Only a handful of hospital-neighborhood residents attended a Monday evening session outlining current traffic situations at the University Medical Center at Princeton as the hospital continues its outreach efforts in the course of planning to move its current facility and sell the 11.76 acres of Witherspoon Street land for future development.

And while the slight turnout‹three residents in all‹was most likely not what the hospital had in mind for this second of two traffic sessions, the neighbors said the small turnout was not indicative of apathy.

"We have a fairly quiet neighborhood in the evenings and weekends, and we like that," said Harris Road resident Jamie Laliberte.

Residents responded to preliminary data offered by Ken Newman, senior project manager at TRC Raymond Keyes Associates, a Mountain Lakes-based civil engineering firm specializing in traffic surveys. The firm is currently involved in a manual traffic count of the hospital's three driveways, but not of the surrounding streets into adjacent neighborhoods.

A more comprehensive count will occur in September, Mr. Newman said, when schools are back in session and congestion is typically higher.

The purpose of the preliminary study, Mr. Newman said, is to gauge how current hospital circulation conditions would differ from a residential/mixed use development proposal for the hospital site put forth by architect J. Robert Hillier, a paid consultant of the Princeton HealthCare System. The Hillier proposal, which has been heard informally by the Regional Planning Board of Princeton, looks to transform the hospital's eight-story tower into approximately 280 resident-owned units geared to homeowners 55 and older.

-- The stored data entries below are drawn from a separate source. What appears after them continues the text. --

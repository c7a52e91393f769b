//! Output files published by rename
//!
//! A [`StagedFile`] is written in full to a hidden `.name.partial` sibling of its
//! target. Nothing appears at the target until [`StagedFile::commit`]; dropping an
//! uncommitted file removes the partial.

use std::fs::File;
use std::io::{self, BufWriter};
use std::path::{Path, PathBuf};
use tracing::{debug, warn};

use crate::{Result, ViatomError};

/// A fully written output waiting to be moved into place.
#[derive(Debug)]
pub struct StagedFile {
    partial: PathBuf,
    target: PathBuf,
    committed: bool,
}

impl StagedFile {
    /// Write `target`'s contents to its partial sibling.
    ///
    /// The data is flushed and synced before this returns. On failure the partial is
    /// removed and the error names `target`.
    pub fn write_with<P, F>(target: P, write: F) -> Result<Self>
    where
        P: AsRef<Path>,
        F: FnOnce(&mut BufWriter<File>) -> io::Result<()>,
    {
        let target = target.as_ref().to_path_buf();
        let staged = Self { partial: partial_path(&target), target, committed: false };
        debug!("Staging {}", staged.partial.display());

        let written = File::create(&staged.partial).and_then(|file| {
            let mut writer = BufWriter::new(file);
            write(&mut writer)?;
            writer.into_inner().map_err(|e| e.into_error())?.sync_all()
        });

        match written {
            Ok(()) => Ok(staged),
            Err(e) => Err(ViatomError::output_error(&staged.target, e)),
        }
    }

    /// Final location of the file
    pub fn target(&self) -> &Path {
        &self.target
    }

    /// Move the file into place and return its path.
    pub fn commit(mut self) -> Result<PathBuf> {
        std::fs::rename(&self.partial, &self.target)
            .map_err(|e| ViatomError::output_error(&self.target, e))?;
        self.committed = true;
        Ok(std::mem::take(&mut self.target))
    }
}

impl Drop for StagedFile {
    fn drop(&mut self) {
        if !self.committed {
            let _ = std::fs::remove_file(&self.partial);
        }
    }
}

/// Commit staged files in order.
///
/// If any commit fails, files already moved into place are removed again and the
/// remaining partials are discarded, so either every output exists or none does.
pub fn commit_all(files: Vec<StagedFile>) -> Result<Vec<PathBuf>> {
    let mut committed = Vec::with_capacity(files.len());

    for file in files {
        match file.commit() {
            Ok(path) => committed.push(path),
            Err(e) => {
                for path in &committed {
                    warn!("Removing {} after failed commit", path.display());
                    let _ = std::fs::remove_file(path);
                }
                return Err(e);
            }
        }
    }

    Ok(committed)
}

/// Temporary name used while an output file is being written
pub(crate) fn partial_path(path: &Path) -> PathBuf {
    let name = path.file_name().map(|n| n.to_string_lossy().into_owned()).unwrap_or_default();
    path.with_file_name(format!(".{}.partial", name))
}

#[cfg(test)]
mod tests {
    use super::*;
    use anyhow::Result;
    use std::io::Write;

    fn stage(target: &Path, text: &str) -> crate::Result<StagedFile> {
        StagedFile::write_with(target, |w| w.write_all(text.as_bytes()))
    }

    #[test]
    fn nothing_appears_before_commit() -> Result<()> {
        let dir = tempfile::tempdir()?;
        let target = dir.path().join("out.csv");

        let staged = stage(&target, "a,b\n")?;
        assert!(!target.exists());
        assert!(partial_path(&target).exists());

        assert_eq!(staged.commit()?, target);
        assert_eq!(std::fs::read_to_string(&target)?, "a,b\n");
        assert!(!partial_path(&target).exists());
        Ok(())
    }

    #[test]
    fn dropping_uncommitted_file_removes_partial() -> Result<()> {
        let dir = tempfile::tempdir()?;
        let target = dir.path().join("out.csv");

        drop(stage(&target, "a,b\n")?);
        assert!(!target.exists());
        assert!(!partial_path(&target).exists());
        Ok(())
    }

    #[test]
    fn failed_write_removes_partial() -> Result<()> {
        let dir = tempfile::tempdir()?;
        let target = dir.path().join("out.csv");

        let error = StagedFile::write_with(&target, |w| {
            w.write_all(b"half a row")?;
            Err(io::Error::other("disk full"))
        })
        .unwrap_err();

        assert_eq!(error.kind(), "IOFailure");
        assert!(!partial_path(&target).exists());
        assert!(!target.exists());
        Ok(())
    }

    #[test]
    fn failed_commit_rolls_back_earlier_files() -> Result<()> {
        let dir = tempfile::tempdir()?;
        let kept = dir.path().join("a");
        let lost = dir.path().join("b");
        std::fs::create_dir(&kept)?;
        std::fs::create_dir(&lost)?;

        let csv = kept.join("out.csv");
        let files = vec![stage(&csv, "a,b\n")?, stage(&lost.join("summary.yaml"), "x: 1\n")?];
        std::fs::remove_dir_all(&lost)?;

        let error = commit_all(files).unwrap_err();
        assert_eq!(error.kind(), "IOFailure");
        assert!(!csv.exists());
        assert!(!partial_path(&csv).exists());
        Ok(())
    }

    #[test]
    fn commit_all_publishes_every_file() -> Result<()> {
        let dir = tempfile::tempdir()?;
        let csv = dir.path().join("out.csv");
        let yaml = dir.path().join("summary.yaml");

        let committed = commit_all(vec![stage(&csv, "a\n")?, stage(&yaml, "b: 1\n")?])?;
        assert_eq!(committed, vec![csv.clone(), yaml.clone()]);
        assert!(csv.exists() && yaml.exists());
        Ok(())
    }

    #[test]
    fn partial_path_is_hidden_sibling() {
        assert_eq!(partial_path(Path::new("/tmp/out.csv")), Path::new("/tmp/.out.csv.partial"));
    }
}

On a daily basis, Mr. Newman said, any residential complex on the hospital site would generate fewer cars than the hospital sees now. The hours are, however, different.

The hospital's peak times are typically during shift changes, at 7 a.m. and 2 p.m., and the hospital's peak patient times are usually in the early afternoon. Proposed resident housing, Mr. Newman added, would largely shift those peak times to occur in the morning rush periods, with extended vehicular activity into the early evening.

The consultant echoed Mr. Hillier in past presentations, saying that the overall car count would decrease with any new development. Residents, however, were not consoled.

"As neighbors, we don't care about peak hours," Ms. Laliberte said. "What we care about is our evenings and weekends, and there's no way the traffic we see on the evenings and weekends is not going to be negatively impacted by 300 units put on this site."

Marco Gottardis of Harris Road pointed to the already-crowded conditions of Witherspoon Street: "We are at the nexus between the high school, town hall, and the hospital‹in the afternoon, Witherspoon is jammed."

Mr. Newman said the impact may not be as severe in off-hours as some residents perceived, adding that there is a "wealth of data" that says residential developments drop off "markedly" after 7 p.m. in terms of traffic. "Of course there's activity, but there will be nowhere near the activity you would see at the 11 p.m. [hospital] shift change," he said.